Background: The efficacy and safety of chemotherapy combined with programmed cell death protein-1 (PD-1) inhibitors in postoperative adjuvant therapy of pancreatobiliary subtype ampullary adenocarcinoma (AAC) are uncertain. This study aims to evaluate the effect of such treatment on the survival of this patient population.

Methods: We retrospectively collected patients with pancreatobiliary subtype AAC who underwent surgical treatment at the Sun Yat-sen Memorial Hospital from January 2018 to December 2022. Patients with high-risk recurrence factors after surgery were divided into surgery alone group, adjuvant chemotherapy group, and adjuvant chemoimmunotherapy group. The Kaplan-Meier method was used to plot survival curves, and the Log-Rank method was used to compare the differences in overall survival (OS) and recurrence-free survival (RFS) between groups.

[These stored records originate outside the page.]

//! Service catalog data repository.

use chrono::Utc;
use sea_orm::{
    ActiveModelTrait, ActiveValue, ColumnTrait, DatabaseConnection, DbErr, EntityTrait,
    QueryFilter, QueryOrder,
};

use crate::server::model::{
    add_on::add_ons_into_entity,
    salon_service::{CreateSalonServiceParam, SalonService, UpdateSalonServiceParam},
};

pub struct SalonServiceRepository<'a> {
    db: &'a DatabaseConnection,
}

impl<'a> SalonServiceRepository<'a> {
    pub fn new(db: &'a DatabaseConnection) -> Self {
        Self { db }
    }

    pub async fn create(&self, param: CreateSalonServiceParam) -> Result<SalonService, DbErr> {
        let entity = entity::salon_service::ActiveModel {
            name: ActiveValue::Set(param.name),
            description: ActiveValue::Set(param.description),
            price: ActiveValue::Set(param.price),
            duration: ActiveValue::Set(param.duration),
            staff_id: ActiveValue::Set(param.staff_id),
            add_ons: ActiveValue::Set(add_ons_into_entity(param.add_ons)),
            created_at: ActiveValue::Set(Utc::now()),
            ..Default::default()
        }
        .insert(self.db)
        .await?;

        Ok(SalonService::from_entity(entity))
    }

    pub async fn find_by_id(&self, id: i32) -> Result<Option<SalonService>, DbErr> {
        let entity = entity::prelude::SalonService::find_by_id(id)
            .one(self.db)
            .await?;

        Ok(entity.map(SalonService::from_entity))
    }

    /// Lists catalog entries ordered by name, optionally only those of one manicure.
    pub async fn find_all(&self, staff_id: Option<i32>) -> Result<Vec<SalonService>, DbErr> {
        let mut query = entity::prelude::SalonService::find();

        if let Some(staff_id) = staff_id {
            query = query.filter(entity::salon_service::Column::StaffId.eq(staff_id));
        }

        let entities = query
            .order_by_asc(entity::salon_service::Column::Name)
            .order_by_asc(entity::salon_service::Column::Id)
            .all(self.db)
            .await?;

        Ok(entities.into_iter().map(SalonService::from_entity).collect())
    }

    /// Applies a partial update.
    ///
    /// # Returns
    /// - `Ok(Some(SalonService))` - Updated entry, or the unchanged entry if `param` is empty
    /// - `Ok(None)` - No entry with that ID
    /// - `Err(DbErr)` - Database error during query or update
    pub async fn update(
        &self,
        id: i32,
        param: UpdateSalonServiceParam,
    ) -> Result<Option<SalonService>, DbErr> {
        let Some(existing) = entity::prelude::SalonService::find_by_id(id)
            .one(self.db)
            .await?
        else {
            return Ok(None);
        };

        let mut active_model: entity::salon_service::ActiveModel = existing.clone().into();

        if let Some(name) = param.name {
            active_model.name = ActiveValue::Set(name);
        }
        if let Some(description) = param.description {
            active_model.description = ActiveValue::Set(Some(description));
        }
        if let Some(price) = param.price {
            active_model.price = ActiveValue::Set(price);
        }
        if let Some(duration) = param.duration {
            active_model.duration = ActiveValue::Set(duration);
        }
        if let Some(staff_id) = param.staff_id {
            active_model.staff_id = ActiveValue::Set(Some(staff_id));
        }
        if let Some(add_ons) = param.add_ons {
            active_model.add_ons = ActiveValue::Set(add_ons_into_entity(add_ons));
        }

        if !active_model.is_changed() {
            return Ok(Some(SalonService::from_entity(existing)));
        }

        let entity = active_model.update(self.db).await?;

        Ok(Some(SalonService::from_entity(entity)))
    }

    /// Deletes a catalog entry. Returns `false` when no entry had that ID.
    pub async fn delete(&self, id: i32) -> Result<bool, DbErr> {
        let result = entity::prelude::SalonService::delete_by_id(id)
            .exec(self.db)
            .await?;

        Ok(result.rows_affected > 0)
    }
}
use sea_orm_migration::{prelude::*, schema::*};

use super::m20261001_000001_create_user_table::User;

#[derive(DeriveMigrationName)]
pub struct Migration;

#[async_trait::async_trait]
impl MigrationTrait for Migration {
    async fn up(&self, manager: &SchemaManager) -> Result<(), DbErr> {
        manager
            .create_table(
                Table::create()
                    .table(SalonService::Table)
                    .if_not_exists()
                    .col(pk_auto(SalonService::Id))
                    .col(string(SalonService::Name))
                    .col(text_null(SalonService::Description))
                    .col(double(SalonService::Price))
                    .col(string(SalonService::Duration))
                    .col(integer_null(SalonService::StaffId))
                    .col(json(SalonService::AddOns))
                    .col(
                        timestamp(SalonService::CreatedAt)
                            .default(Expr::current_timestamp())
                            .not_null(),
                    )
                    .foreign_key(
                        ForeignKey::create()
                            .name("fk_salon_service_staff_id")
                            .from(SalonService::Table, SalonService::StaffId)
                            .to(User::Table, User::Id)
                            .on_delete(ForeignKeyAction::SetNull)
                            .on_update(ForeignKeyAction::Cascade),
                    )
                    .to_owned(),
            )
            .await
    }

    async fn down(&self, manager: &SchemaManager) -> Result<(), DbErr> {
        manager
            .drop_table(Table::drop().table(SalonService::Table).to_owned())
            .await
    }
}

#[derive(DeriveIden)]
pub enum SalonService {
    Table,
    Id,
    Name,
    Description,
    Price,
    Duration,
    StaffId,
    AddOns,
    CreatedAt,
}
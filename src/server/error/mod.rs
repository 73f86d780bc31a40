//! Error types and HTTP response handling.
//!
//! `AppError` is the top-level error returned by every handler. Domain-specific errors
//! (`AuthError`, `AppointmentError`, `ValidationError`) map themselves to responses, while
//! infrastructure failures collapse into a logged `500 Internal Server Error` carrying the
//! underlying message.

pub mod appointment;
pub mod auth;
pub mod config;
pub mod validation;

use axum::{
    http::StatusCode,
    response::{IntoResponse, Response},
    Json,
};
use thiserror::Error;

use crate::{
    model::api::ErrorDto,
    server::error::{
        appointment::AppointmentError, auth::AuthError, config::ConfigError,
        validation::ValidationError,
    },
};

/// Top-level application error type.
///
/// Most variants use `#[from]` so handlers can propagate with `?`.
#[derive(Error, Debug)]
pub enum AppError {
    /// Configuration error during startup or environment variable loading.
    #[error(transparent)]
    ConfigErr(#[from] ConfigError),

    /// Authentication or authorization error.
    ///
    /// Delegates to `AuthError::into_response()` (401 / 403).
    #[error(transparent)]
    AuthErr(#[from] AuthError),

    /// An appointment update was refused; results in 409 Conflict.
    #[error(transparent)]
    AppointmentErr(#[from] AppointmentError),

    /// Request payload failed validation; results in 400 Bad Request.
    #[error(transparent)]
    ValidationErr(#[from] ValidationError),

    /// Database operation error from SeaORM.
    #[error(transparent)]
    DbErr(#[from] sea_orm::DbErr),

    /// Session store operation error.
    #[error(transparent)]
    SessionErr(#[from] tower_sessions::session::Error),

    /// Socket bind or serve failure.
    #[error(transparent)]
    IoErr(#[from] std::io::Error),

    /// Resource not found error.
    ///
    /// Results in 404 Not Found with the provided error message.
    #[error("{0}")]
    NotFound(String),

    /// Invalid request error.
    ///
    /// Results in 400 Bad Request with the provided error message.
    #[error("{0}")]
    BadRequest(String),

    /// Internal server error with custom message.
    ///
    /// Results in 500 with the message appended to the generic error text.
    #[error("{0}")]
    InternalError(String),
}

/// Converts application errors into HTTP responses.
///
/// # Returns
/// - 400 Bad Request - `BadRequest` and `ValidationErr`
/// - 404 Not Found - `NotFound`
/// - 409 Conflict - `AppointmentErr`
/// - Variable - `AuthErr`, delegated to `AuthError::into_response()`
/// - 500 Internal Server Error - everything else
impl IntoResponse for AppError {
    fn into_response(self) -> Response {
        match self {
            Self::AuthErr(err) => err.into_response(),
            Self::AppointmentErr(err) => err.into_response(),
            Self::ValidationErr(err) => err.into_response(),
            Self::NotFound(msg) => {
                (StatusCode::NOT_FOUND, Json(ErrorDto { error: msg })).into_response()
            }
            Self::BadRequest(msg) => {
                (StatusCode::BAD_REQUEST, Json(ErrorDto { error: msg })).into_response()
            }
            err => InternalServerError(err).into_response(),
        }
    }
}

/// Wrapper converting any displayable error into a 500 Internal Server Error response.
///
/// The body reads `Internal server error: <message>`; the error is also logged.
pub struct InternalServerError<E>(pub E);

impl<E: std::fmt::Display> IntoResponse for InternalServerError<E> {
    fn into_response(self) -> Response {
        tracing::error!("{}", self.0);

        (
            StatusCode::INTERNAL_SERVER_ERROR,
            Json(ErrorDto {
                error: format!("Internal server error: {}", self.0),
            }),
        )
            .into_response()
    }
}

Results: A total of 71 people were enrolled, including 24 patients received surgery alone, 31 patients received adjuvant chemotherapy, and 16 patients received adjuvant chemoimmunotherapy. The median time of clinical follow-up was 17.8 [IQR 8.3-28.4] months. The 1-year OS rates of the surgery alone group, adjuvant chemotherapy group, and adjuvant chemoimmunotherapy were 41.7%, 71.0%, and 93.3%, respectively. The 2-year OS rates were 28.6%, 47.7%, and 84.0%, respectively. The median OS was 6.8 months and 22.1 months, but the adjuvant chemoimmunotherapy group did not reach (P = .0002). The median RFS was 4.7 months, 15.7 months, and 14.8 months, respectively, but the differences were not statistically significant (P = .0613). Univariate and multivariate Cox analysis results showed that tumor size >2.3 cm (HR = 2.06, 95% CI, 1.06-4.04; P = .034) and the treatment regimen were independent factors affecting prognosis, compared to surgery alone and adjuvant chemotherapy (HR = 0.521, 95% CI, 0.26-1.04; P = .065), adjuvant chemoimmunotherapy (HR = 0.106, 95% CI, 0.02-0.47; P = .003) significantly improves patient survival. There was no statistically significant difference in any complications between the 3 groups (P > .05). Compared with the adjuvant chemotherapy group, patients in the adjuvant chemoimmunotherapy group are more likely to experience hypothyroidism (P = .044) and pruritus (P = .022). There is no statistically significant difference in other AEs between the 2 groups (P > .05).

Conclusion: Compared with surgery alone or adjuvant chemotherapy, patients with pancreatobiliary subtype AAC who received adjuvant chemoimmunotherapy showed better OS, and the drug-related toxicity was acceptable.